The latter is something that we see in the Make do and Mend scheme, which began with a government pamphlet issued by the British Ministry of Information and provided housewives with useful tips on how to be both frugal and stylish.
We have all the evidence of how active that was during the war but I think we should also remember that a lot of people had been 'making do and mending' as part of their ordinary lives before the war anyway - their wardrobes wouldn’t have been bulging with clothes in the way they do today.
So I don’t think people would have felt limited, but what rationing did was force people to be much more practical in the choices they made - because when they went to the shops they had to think ahead and beyond the season that they were in - across four seasons and indeed across years - when they bought clothes.

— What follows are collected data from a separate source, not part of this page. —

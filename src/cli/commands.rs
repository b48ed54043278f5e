use chrono::Utc;

use crate::app::{AppContext, KindlingError, Result};
use crate::domain::{time_ago, Bookmark, FeedKind, SortOrder};
use crate::feed::{now_ms, FeedController};
use crate::store::BookmarkStore;

pub async fn list(ctx: &AppContext, category: FeedKind) -> Result<()> {
    let mut controller = FeedController::new(
        ctx.client.clone(),
        ctx.store.clone(),
        category,
        SortOrder::Rank,
    );
    controller.load().await?;

    let items = controller.view_items();
    if items.is_empty() {
        println!("No stories");
        return Ok(());
    }

    let now = Utc::now().timestamp();
    for (rank, item) in items.iter().enumerate() {
        let mut markers = String::new();
        if controller.is_bookmarked(item.id) {
            markers.push_str(" [SAVED]");
        }
        if controller.is_read(item.id) {
            markers.push_str(" [READ]");
        }

        let host = item.host().map(|h| format!(" ({})", h)).unwrap_or_default();
        println!(
            "{:>3}. {}{}{}",
            rank + 1,
            item.display_title(),
            host,
            markers
        );
        println!(
            "     {} pts by {} {} | {} comments | id {}",
            item.score.unwrap_or(0),
            item.display_author(),
            time_ago(item.time.unwrap_or(0), now),
            item.descendants.unwrap_or(0),
            item.id
        );
    }

    Ok(())
}

pub fn bookmarks(ctx: &AppContext) -> Result<()> {
    let mut saved = ctx.store.get_all()?;
    if saved.is_empty() {
        println!("No bookmarks");
        return Ok(());
    }
    saved.sort_by_key(|b: &Bookmark| std::cmp::Reverse(b.saved_at));

    let now = now_ms();
    for bookmark in saved {
        let marker = if bookmark.read {
            " [READ]"
        } else if bookmark.is_expired(now) {
            " [EXPIRED]"
        } else {
            ""
        };
        println!("{:>10}  {}{}", bookmark.id, bookmark.title.as_deref().unwrap_or("(untitled)"), marker);
    }

    Ok(())
}

pub async fn save(ctx: &AppContext, id: i64) -> Result<()> {
    let item = ctx
        .client
        .item(id)
        .await?
        .ok_or(KindlingError::ItemNotFound(id))?;

    let bookmark = ctx.store.add(&item, now_ms())?;
    println!(
        "Saved: {} (expires {})",
        bookmark.title.as_deref().unwrap_or("(untitled)"),
        format_deadline(bookmark.deadline)
    );
    Ok(())
}

pub fn remove(ctx: &AppContext, id: i64) -> Result<()> {
    ctx.store.remove(id)?;
    println!("Removed bookmark {}", id);
    Ok(())
}

pub fn read(ctx: &AppContext, id: i64) -> Result<()> {
    let current = match ctx.store.get(id)? {
        Some(bookmark) => bookmark.read,
        None => {
            println!("Not bookmarked: {}", id);
            return Ok(());
        }
    };

    match ctx.store.toggle_read(id, !current)? {
        Some(updated) => {
            let state = if updated.read { "read" } else { "unread" };
            println!("Marked {} as {}", id, state);
        }
        None => println!("Not bookmarked: {}", id),
    }
    Ok(())
}

fn format_deadline(deadline_ms: i64) -> String {
    chrono::DateTime::from_timestamp_millis(deadline_ms)
        .map(|dt| dt.format("%Y-%m-%d %H:%M").to_string())
        .unwrap_or_else(|| "?".to_string())
}
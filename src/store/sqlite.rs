use std::path::Path;
use std::sync::Mutex;

use rusqlite::{params, Connection, OptionalExtension, Row};
use rusqlite_migration::{Migrations, M};

use crate::app::{KindlingError, Result};
use crate::domain::{Bookmark, Item, DEADLINE_OFFSET_MS};
use crate::store::BookmarkStore;

pub struct SqliteStore {
    conn: Mutex<Connection>,
}

impl SqliteStore {
    /// Open (or create) the store and bring the schema to the latest
    /// version. Once this returns, the store is ready; a failure here
    /// leaves bookmarks unavailable for the whole session.
    pub fn new<P: AsRef<Path>>(path: P) -> Result<Self> {
        let conn = Connection::open(path)
            .map_err(|e| KindlingError::StoreUnavailable(e.to_string()))?;
        let store = Self {
            conn: Mutex::new(conn),
        };
        store.run_migrations()?;
        Ok(store)
    }

    pub fn in_memory() -> Result<Self> {
        let conn = Connection::open_in_memory()
            .map_err(|e| KindlingError::StoreUnavailable(e.to_string()))?;
        let store = Self {
            conn: Mutex::new(conn),
        };
        store.run_migrations()?;
        Ok(store)
    }

    fn run_migrations(&self) -> Result<()> {
        let migrations = Migrations::new(vec![M::up(include_str!(
            "../../migrations/001-initial/up.sql"
        ))]);

        let mut conn = self.lock()?;
        migrations
            .to_latest(&mut conn)
            .map_err(|e| KindlingError::StoreUnavailable(e.to_string()))?;

        Ok(())
    }

    fn lock(&self) -> Result<std::sync::MutexGuard<'_, Connection>> {
        self.conn
            .lock()
            .map_err(|e| KindlingError::StoreUnavailable(e.to_string()))
    }

    fn row_to_bookmark(row: &Row<'_>) -> rusqlite::Result<Bookmark> {
        let kids: String = row.get(9)?;
        Ok(Bookmark {
            id: row.get(0)?,
            kind: row.get(1)?,
            by: row.get(2)?,
            time: row.get(3)?,
            title: row.get(4)?,
            text: row.get(5)?,
            url: row.get(6)?,
            score: row.get(7)?,
            descendants: row.get(8)?,
            kids: serde_json::from_str(&kids).unwrap_or_default(),
            saved_at: row.get(10)?,
            deadline: row.get(11)?,
            read: row.get::<_, i64>(12)? != 0,
        })
    }

    fn write_record(conn: &Connection, record: &Bookmark) -> Result<()> {
        conn.execute(
            "INSERT OR REPLACE INTO bookmarks
                 (id, kind, author, time, title, text, url, score, descendants,
                  kids, saved_at, deadline, read)
             VALUES (?1, ?2, ?3, ?4, ?5, ?6, ?7, ?8, ?9, ?10, ?11, ?12, ?13)",
            params![
                record.id,
                record.kind,
                record.by,
                record.time,
                record.title,
                record.text,
                record.url,
                record.score,
                record.descendants,
                serde_json::to_string(&record.kids)
                    .map_err(|e| KindlingError::Other(e.to_string()))?,
                record.saved_at,
                record.deadline,
                record.read as i64,
            ],
        )?;
        Ok(())
    }
}

const SELECT_COLUMNS: &str = "id, kind, author, time, title, text, url, score, descendants, \
                              kids, saved_at, deadline, read";

impl BookmarkStore for SqliteStore {
    fn add(&self, item: &Item, now_ms: i64) -> Result<Bookmark> {
        let record = Bookmark::new(item, now_ms);
        debug_assert_eq!(record.deadline - record.saved_at, DEADLINE_OFFSET_MS);

        let conn = self.lock()?;
        Self::write_record(&conn, &record)?;
        Ok(record)
    }

    fn remove(&self, id: i64) -> Result<i64> {
        let conn = self.lock()?;
        conn.execute("DELETE FROM bookmarks WHERE id = ?1", params![id])?;
        Ok(id)
    }

    fn toggle_read(&self, id: i64, read: bool) -> Result<Option<Bookmark>> {
        // One lock hold covers the read-modify-write, so two toggles
        // cannot interleave mid-update.
        let conn = self.lock()?;

        let existing = conn
            .query_row(
                &format!("SELECT {} FROM bookmarks WHERE id = ?1", SELECT_COLUMNS),
                params![id],
                Self::row_to_bookmark,
            )
            .optional()?;

        let mut record = match existing {
            Some(record) => record,
            None => return Ok(None),
        };

        record.read = read;
        Self::write_record(&conn, &record)?;
        Ok(Some(record))
    }

    fn get(&self, id: i64) -> Result<Option<Bookmark>> {
        let conn = self.lock()?;
        let result = conn
            .query_row(
                &format!("SELECT {} FROM bookmarks WHERE id = ?1", SELECT_COLUMNS),
                params![id],
                Self::row_to_bookmark,
            )
            .optional()?;
        Ok(result)
    }

    fn get_all(&self) -> Result<Vec<Bookmark>> {
        let conn = self.lock()?;
        let mut stmt = conn.prepare(&format!("SELECT {} FROM bookmarks", SELECT_COLUMNS))?;
        let bookmarks = stmt
            .query_map([], Self::row_to_bookmark)?
            .collect::<std::result::Result<Vec<_>, _>>()?;
        Ok(bookmarks)
    }
}
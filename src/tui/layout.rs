use chrono::Utc;
use ratatui::{
    layout::{Constraint, Direction, Layout, Rect},
    style::{Color, Modifier, Style},
    text::{Line, Span, Text},
    widgets::{Block, Borders, List, ListItem, ListState, Paragraph, Wrap},
    Frame,
};

use crate::comments::NodeState;
use crate::domain::{time_ago, FeedKind, Item};
use crate::feed::now_ms;
use crate::tui::app::{TuiApp, View};

pub fn render(frame: &mut Frame, app: &TuiApp) {
    let chunks = Layout::default()
        .direction(Direction::Vertical)
        .constraints([
            Constraint::Length(1), // category/sort bar
            Constraint::Min(5),    // list or detail
            Constraint::Length(1), // status bar
        ])
        .split(frame.area());

    render_tab_bar(frame, app, chunks[0]);
    match app.view {
        View::List => render_story_list(frame, app, chunks[1]),
        View::Detail => render_detail(frame, app, chunks[1]),
    }
    render_status_bar(frame, app, chunks[2]);
}

fn render_tab_bar(frame: &mut Frame, app: &TuiApp, area: Rect) {
    let mut spans = Vec::new();
    for (i, kind) in FeedKind::ALL.iter().enumerate() {
        let label = if *kind == FeedKind::Bookmarks {
            format!("{}:{}({})", i + 1, kind.label(), app.controller.bookmark_count())
        } else {
            format!("{}:{}", i + 1, kind.label())
        };
        let style = if *kind == app.controller.kind {
            Style::default()
                .fg(Color::Yellow)
                .add_modifier(Modifier::BOLD)
        } else {
            Style::default().fg(Color::DarkGray)
        };
        spans.push(Span::styled(label, style));
        spans.push(Span::raw(" "));
    }

    spans.push(Span::styled(
        format!(
            "| sort:{} auto:{}",
            app.controller.sort.label(),
            app.auto_refresh.label()
        ),
        Style::default().fg(Color::DarkGray),
    ));

    frame.render_widget(Paragraph::new(Line::from(spans)), area);
}

fn render_story_list(frame: &mut Frame, app: &TuiApp, area: Rect) {
    let stories = app.controller.view_items();
    let now_secs = Utc::now().timestamp();
    let now = now_ms();

    if stories.is_empty() {
        let message = if app.is_loading { "Loading..." } else { "No stories" };
        let paragraph = Paragraph::new(message)
            .style(Style::default().fg(Color::DarkGray))
            .block(Block::default().borders(Borders::ALL));
        frame.render_widget(paragraph, area);
        return;
    }

    let items: Vec<ListItem> = stories
        .iter()
        .enumerate()
        .map(|(rank, story)| story_row(app, story, rank, now_secs, now))
        .collect();

    let title = format!(" {} ({}) ", app.controller.kind.label(), stories.len());
    let list = List::new(items)
        .block(Block::default().title(title).borders(Borders::ALL))
        .highlight_style(Style::default().bg(Color::DarkGray).add_modifier(Modifier::BOLD));

    let mut state = ListState::default();
    state.select(Some(app.selected));
    frame.render_stateful_widget(list, area, &mut state);
}

fn story_row<'a>(
    app: &TuiApp,
    story: &'a Item,
    rank: usize,
    now_secs: i64,
    now: i64,
) -> ListItem<'a> {
    let bookmark = app.controller.bookmark_for(story.id);
    let is_read = bookmark.map(|b| b.read).unwrap_or(false);

    let title_style = if is_read {
        Style::default().fg(Color::DarkGray)
    } else {
        Style::default().fg(Color::White)
    };

    let mut title_spans = vec![
        Span::styled(format!("{:>3}. ", rank + 1), Style::default().fg(Color::DarkGray)),
        Span::styled(story.display_title().to_string(), title_style),
    ];
    if let Some(host) = story.host() {
        title_spans.push(Span::styled(
            format!(" ({})", host),
            Style::default().fg(Color::DarkGray),
        ));
    }

    // A bookmarked story in a remote feed shows its saved-at age, like
    // the bookmarks view does.
    let display_time = bookmark
        .map(|b| b.saved_at / 1000)
        .or(story.time)
        .unwrap_or(0);

    let mut meta = format!(
        "     {} pts by {} {} | {} comments",
        story.score.unwrap_or(0),
        story.display_author(),
        time_ago(display_time, now_secs),
        story.descendants.unwrap_or(0),
    );
    if bookmark.is_some() {
        meta.push_str(" [SAVED]");
    }
    if is_read {
        meta.push_str(" [READ]");
    }

    let mut lines = vec![
        Line::from(title_spans),
        Line::from(Span::styled(meta, Style::default().fg(Color::DarkGray))),
    ];
    if let Some(b) = bookmark {
        if b.is_expired(now) {
            lines[1].spans.push(Span::styled(
                " [EXPIRED]",
                Style::default().fg(Color::Red).add_modifier(Modifier::BOLD),
            ));
        }
    }

    ListItem::new(Text::from(lines))
}

fn render_detail(frame: &mut Frame, app: &TuiApp, area: Rect) {
    let detail = match &app.detail {
        Some(detail) => detail,
        None => return,
    };
    let story = &detail.story;

    let chunks = Layout::default()
        .direction(Direction::Vertical)
        .constraints([Constraint::Length(8), Constraint::Min(4)])
        .split(area);

    render_story_header(frame, app, story, chunks[0]);
    render_comments(frame, app, chunks[1]);
}

fn render_story_header(frame: &mut Frame, app: &TuiApp, story: &Item, area: Rect) {
    let now_secs = Utc::now().timestamp();
    let mut lines = vec![Line::from(Span::styled(
        story.display_title().to_string(),
        Style::default().add_modifier(Modifier::BOLD),
    ))];

    let mut meta = format!(
        "{} pts by {} {}",
        story.score.unwrap_or(0),
        story.display_author(),
        time_ago(story.time.unwrap_or(0), now_secs),
    );
    if app.controller.is_bookmarked(story.id) {
        meta.push_str(" [SAVED]");
    }
    if app.controller.is_read(story.id) {
        meta.push_str(" [READ]");
    }
    lines.push(Line::from(Span::styled(
        meta,
        Style::default().fg(Color::DarkGray),
    )));

    if let Some(url) = &story.url {
        lines.push(Line::from(Span::styled(
            url.clone(),
            Style::default().fg(Color::Blue),
        )));
    } else if let Some(text) = &story.text {
        for line in clean_html(text).lines().take(4) {
            lines.push(Line::from(line.to_string()));
        }
    }

    let paragraph = Paragraph::new(Text::from(lines))
        .block(Block::default().borders(Borders::ALL))
        .wrap(Wrap { trim: false });
    frame.render_widget(paragraph, area);
}

fn render_comments(frame: &mut Frame, app: &TuiApp, area: Rect) {
    let detail = match &app.detail {
        Some(detail) => detail,
        None => return,
    };
    let now_secs = Utc::now().timestamp();
    let visible = detail.tree.visible();

    let title = format!(
        " Comments ({}) ",
        detail.story.descendants.unwrap_or(visible.len() as i64)
    );
    let block = Block::default().title(title).borders(Borders::ALL);

    if visible.is_empty() {
        let message = if detail.tree.has_pending() {
            "Loading comments..."
        } else {
            "No comments"
        };
        let paragraph = Paragraph::new(message)
            .style(Style::default().fg(Color::DarkGray))
            .block(block);
        frame.render_widget(paragraph, area);
        return;
    }

    let width = area.width.saturating_sub(4) as usize;
    let items: Vec<ListItem> = visible
        .iter()
        .map(|node| {
            let indent = "  ".repeat(node.depth);
            match node.state {
                NodeState::Loading => ListItem::new(Line::from(Span::styled(
                    format!("{}...", indent),
                    Style::default().fg(Color::DarkGray),
                ))),
                NodeState::Failed => ListItem::new(Line::from(Span::styled(
                    format!("{}! failed to load (x to retry)", indent),
                    Style::default().fg(Color::Red),
                ))),
                NodeState::Rendered { item, collapsed } => {
                    comment_row(item, *collapsed, &indent, width, now_secs)
                }
                // Empty nodes never appear in visible().
                NodeState::Empty => ListItem::new(""),
            }
        })
        .collect();

    let list = List::new(items)
        .block(block)
        .highlight_style(Style::default().bg(Color::DarkGray));

    let mut state = ListState::default();
    state.select(Some(app.comment_index));
    frame.render_stateful_widget(list, area, &mut state);
}

fn comment_row<'a>(
    item: &Item,
    collapsed: bool,
    indent: &str,
    width: usize,
    now_secs: i64,
) -> ListItem<'a> {
    let mut header = format!(
        "{}{} {} [{}]",
        indent,
        if collapsed { "+" } else { "-" },
        item.display_author(),
        time_ago(item.time.unwrap_or(0), now_secs),
    );
    if collapsed && !item.kids.is_empty() {
        header.push_str(&format!(" ({} replies hidden)", item.kids.len()));
    }

    let mut lines = vec![Line::from(Span::styled(
        header,
        Style::default().fg(Color::Yellow),
    ))];

    if !collapsed {
        let text = clean_html(item.text.as_deref().unwrap_or(""));
        for raw_line in text.lines() {
            for wrapped in wrap_line(raw_line, width.saturating_sub(indent.len())) {
                lines.push(Line::from(format!("{}{}", indent, wrapped)));
            }
        }
    }

    ListItem::new(Text::from(lines))
}

fn render_status_bar(frame: &mut Frame, app: &TuiApp, area: Rect) {
    let status = if app.is_loading {
        "Loading...".to_string()
    } else if let Some(ref msg) = app.status_message {
        msg.clone()
    } else {
        match app.view {
            View::List => {
                "j/k:Navigate  Enter:Open  b:Save  r:Read  s:Sort  n:More  R:Refresh  a:Auto  u:Author  1-7:Feed  q:Quit"
                    .to_string()
            }
            View::Detail => {
                "j/k:Navigate  Enter:Collapse  x:Retry  b:Save  r:Read  o:Browser  u:Author  Esc:Back  q:Quit"
                    .to_string()
            }
        }
    };

    let paragraph =
        Paragraph::new(status).style(Style::default().fg(Color::White).bg(Color::DarkGray));
    frame.render_widget(paragraph, area);
}

/// Decode HTML entities and reduce markup to plain text: paragraph and
/// line-break tags become newlines, every other tag is dropped.
fn clean_html(html: &str) -> String {
    let decoded = html_escape::decode_html_entities(html);
    let mut result = String::new();
    let mut rest = decoded.as_ref();

    while let Some(open) = rest.find('<') {
        result.push_str(&rest[..open]);
        rest = &rest[open..];
        let close = match rest.find('>') {
            Some(i) => i,
            None => break, // unterminated tag, drop the remainder
        };
        let tag = rest[1..close].to_ascii_lowercase();
        if tag == "p" || tag.starts_with("p ") {
            result.push_str("\n\n");
        } else if tag == "br" || tag == "br/" || tag == "br /" {
            result.push('\n');
        }
        rest = &rest[close + 1..];
    }
    result.push_str(rest);
    result.trim().to_string()
}

/// Plain word wrap for comment bodies; the List widget does not wrap.
fn wrap_line(line: &str, width: usize) -> Vec<String> {
    if width == 0 {
        return vec![line.to_string()];
    }
    let mut out = Vec::new();
    let mut current = String::new();
    for word in line.split_whitespace() {
        if !current.is_empty() && current.len() + 1 + word.len() > width {
            out.push(std::mem::take(&mut current));
        }
        if !current.is_empty() {
            current.push(' ');
        }
        current.push_str(word);
    }
    if !current.is_empty() || out.is_empty() {
        out.push(current);
    }
    out
}

#[cfg(test)]
mod tests {
    use super::*;

    #[test]
    fn test_clean_html_decodes_entities_and_drops_tags() {
        let html = "Rust&#x27;s <i>borrow checker</i> &amp; you";
        assert_eq!(clean_html(html), "Rust's borrow checker & you");
    }

    #[test]
    fn test_clean_html_turns_paragraphs_into_blank_lines() {
        let html = "first<p>second<p>third";
        assert_eq!(clean_html(html), "first\n\nsecond\n\nthird");
    }

    #[test]
    fn test_clean_html_handles_links() {
        let html = r#"see <a href="https://example.com">here</a>"#;
        assert_eq!(clean_html(html), "see here");
    }

    #[test]
    fn test_wrap_line_respects_width() {
        let wrapped = wrap_line("one two three four", 9);
        assert_eq!(wrapped, vec!["one two", "three", "four"]);
    }

    #[test]
    fn test_wrap_line_keeps_short_lines() {
        assert_eq!(wrap_line("short", 80), vec!["short"]);
    }
}
pub mod commands;

use clap::{Parser, Subcommand};

use crate::domain::FeedKind;

#[derive(Parser)]
#[command(name = "kindling")]
#[command(about = "A terminal Hacker News reader with local bookmarks", long_about = None)]
pub struct Cli {
    /// Path to the bookmark database (defaults to the platform data dir)
    #[arg(long, global = true)]
    pub db: Option<std::path::PathBuf>,

    #[command(subcommand)]
    pub command: Option<Commands>,
}

#[derive(Subcommand)]
pub enum Commands {
    /// Print the first page of a feed category
    List {
        /// Feed category: top, new, best, ask, show, job, bookmarks
        #[arg(short, long, default_value = "top")]
        category: FeedKind,
    },
    /// List saved bookmarks
    Bookmarks,
    /// Bookmark a story by id
    Save {
        /// Story id
        id: i64,
    },
    /// Remove a bookmark
    Remove {
        /// Story id
        id: i64,
    },
    /// Toggle a bookmark's read flag
    Read {
        /// Story id
        id: i64,
    },
    /// Launch the TUI (the default when no subcommand is given)
    Tui,
}
pub mod bookmark;
pub mod feed;
pub mod item;
pub mod time;

pub use bookmark::{Bookmark, DEADLINE_OFFSET_MS};
pub use feed::{FeedKind, SortOrder};
pub use item::{Item, User};
pub use time::time_ago;
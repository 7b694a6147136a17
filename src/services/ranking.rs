use rand::Rng;

/// Simulated participant count bounds for a mock exam.
const MIN_PARTICIPANTS: u32 = 150;
const MAX_PARTICIPANTS: u32 = 200;

/// Simulated standing of a finished mock exam. Purely motivational:
/// there is no persisted leaderboard behind it, the rank is drawn
/// client-side from fixed score bands.
#[derive(Debug, Clone, Copy, PartialEq, Eq)]
pub struct MockExamRanking {
    pub rank: u32,
    pub participants: u32,
}

/// Normalizes the score to a 0-50 scale and maps it to a rank band.
/// The thresholds are the contract; a full score always ranks first.
pub fn simulate_ranking<R: Rng>(score: usize, total_questions: usize, rng: &mut R) -> MockExamRanking {
    let participants = rng.gen_range(MIN_PARTICIPANTS..=MAX_PARTICIPANTS);

    let normalized = if total_questions == 0 {
        0.0
    } else {
        score as f64 / total_questions as f64 * 50.0
    };

    let rank = if normalized >= 50.0 {
        1
    } else if normalized >= 45.0 {
        rng.gen_range(2..=5)
    } else if normalized >= 40.0 {
        rng.gen_range(6..=15)
    } else if normalized >= 30.0 {
        rng.gen_range(16..=40)
    } else if normalized >= 20.0 {
        rng.gen_range(41..=75)
    } else {
        rng.gen_range(76..=participants)
    };

    MockExamRanking { rank, participants }
}

impl MockExamRanking {
    /// The encouragement line shown next to the simulated standing.
    pub fn message(&self) -> &'static str {
        if self.rank == 1 {
            return "Congratulations, you ranked first!";
        }
        let percentile = self.rank as f64 / self.participants as f64 * 100.0;
        if percentile <= 10.0 {
            "Top 10%. Excellent!"
        } else if percentile <= 25.0 {
            "In the first quarter. Very strong performance!"
        } else if percentile <= 50.0 {
            "In the first half. Keep up the effort!"
        } else {
            "Keep practicing to improve your ranking."
        }
    }
}
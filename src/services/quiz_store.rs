use std::sync::Arc;

use bson::{doc, oid::ObjectId};
use futures::TryStreamExt;
use mongodb::{Collection, Database};
use tracing::debug;

use crate::error::Error;
use crate::models::attempt::Attempt;
use crate::models::quiz::Quiz;

/// Gateway to the remote document store: quiz documents plus the
/// append-only attempt records.
pub struct QuizStore {
    quiz_collection: Collection<Quiz>,
    attempt_collection: Collection<Attempt>,
}

impl QuizStore {
    pub fn new(db: Arc<Database>) -> Self {
        Self {
            quiz_collection: db.collection("quizzes"),
            attempt_collection: db.collection("attempts"),
        }
    }

    pub async fn list_quizzes(&self) -> Result<Vec<Quiz>, Error> {
        let mut cursor = self.quiz_collection.find(doc! {}).await?;
        let mut quizzes = Vec::new();
        while let Some(quiz) = cursor.try_next().await? {
            quizzes.push(quiz);
        }
        Ok(quizzes)
    }

    pub async fn get_quiz(&self, id: ObjectId) -> Result<Option<Quiz>, Error> {
        Ok(self.quiz_collection.find_one(doc! { "_id": id }).await?)
    }

    pub async fn create_quiz(&self, quiz: Quiz) -> Result<ObjectId, Error> {
        let insert_result = self.quiz_collection.insert_one(quiz).await?;
        let id = insert_result
            .inserted_id
            .as_object_id()
            .ok_or(Error::MissingQuizId)?;
        debug!(quiz = %id, "quiz created");
        Ok(id)
    }

    pub async fn update_quiz(&self, id: ObjectId, quiz: Quiz) -> Result<(), Error> {
        let result = self
            .quiz_collection
            .replace_one(doc! { "_id": id }, quiz)
            .await?;
        if result.matched_count == 0 {
            return Err(Error::QuizNotFound);
        }
        Ok(())
    }

    pub async fn delete_quiz(&self, id: ObjectId) -> Result<(), Error> {
        let result = self.quiz_collection.delete_one(doc! { "_id": id }).await?;
        if result.deleted_count == 0 {
            return Err(Error::QuizNotFound);
        }
        Ok(())
    }

    /// Appends one attempt record. Records are never updated afterward.
    pub async fn save_attempt(&self, attempt: &Attempt) -> Result<(), Error> {
        self.attempt_collection.insert_one(attempt).await?;
        debug!(user = %attempt.user_id, quiz = %attempt.quiz_id, "attempt recorded");
        Ok(())
    }

    /// A user's attempt history, most recent first.
    pub async fn attempts_for_user(&self, user_id: &str) -> Result<Vec<Attempt>, Error> {
        let mut cursor = self
            .attempt_collection
            .find(doc! { "userId": user_id })
            .sort(doc! { "createdAt": -1 })
            .await?;
        let mut attempts = Vec::new();
        while let Some(attempt) = cursor.try_next().await? {
            attempts.push(attempt);
        }
        Ok(attempts)
    }
}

And it’s not just clothes but also other household fabrics; towels come under the rationing of fabric so it added to that strain of shopping during the Second World War. Shopping became tiring, people were constantly having to do sums in their head about what they were going to spend.
Clothes rationing was a bit freer than food rationing, where, for example, you had to register with a butcher and you could only use that butcher. With clothes you could still go to any shop you wanted to and retailers were still quite actively encouraging advertising and shopping in a way we might find surprising during a war.
But it’s a simple point that people still needed money to buy clothes. It’s not just a simple exchange with a coupon. With rationing you would not be allowed to buy many clothes at all.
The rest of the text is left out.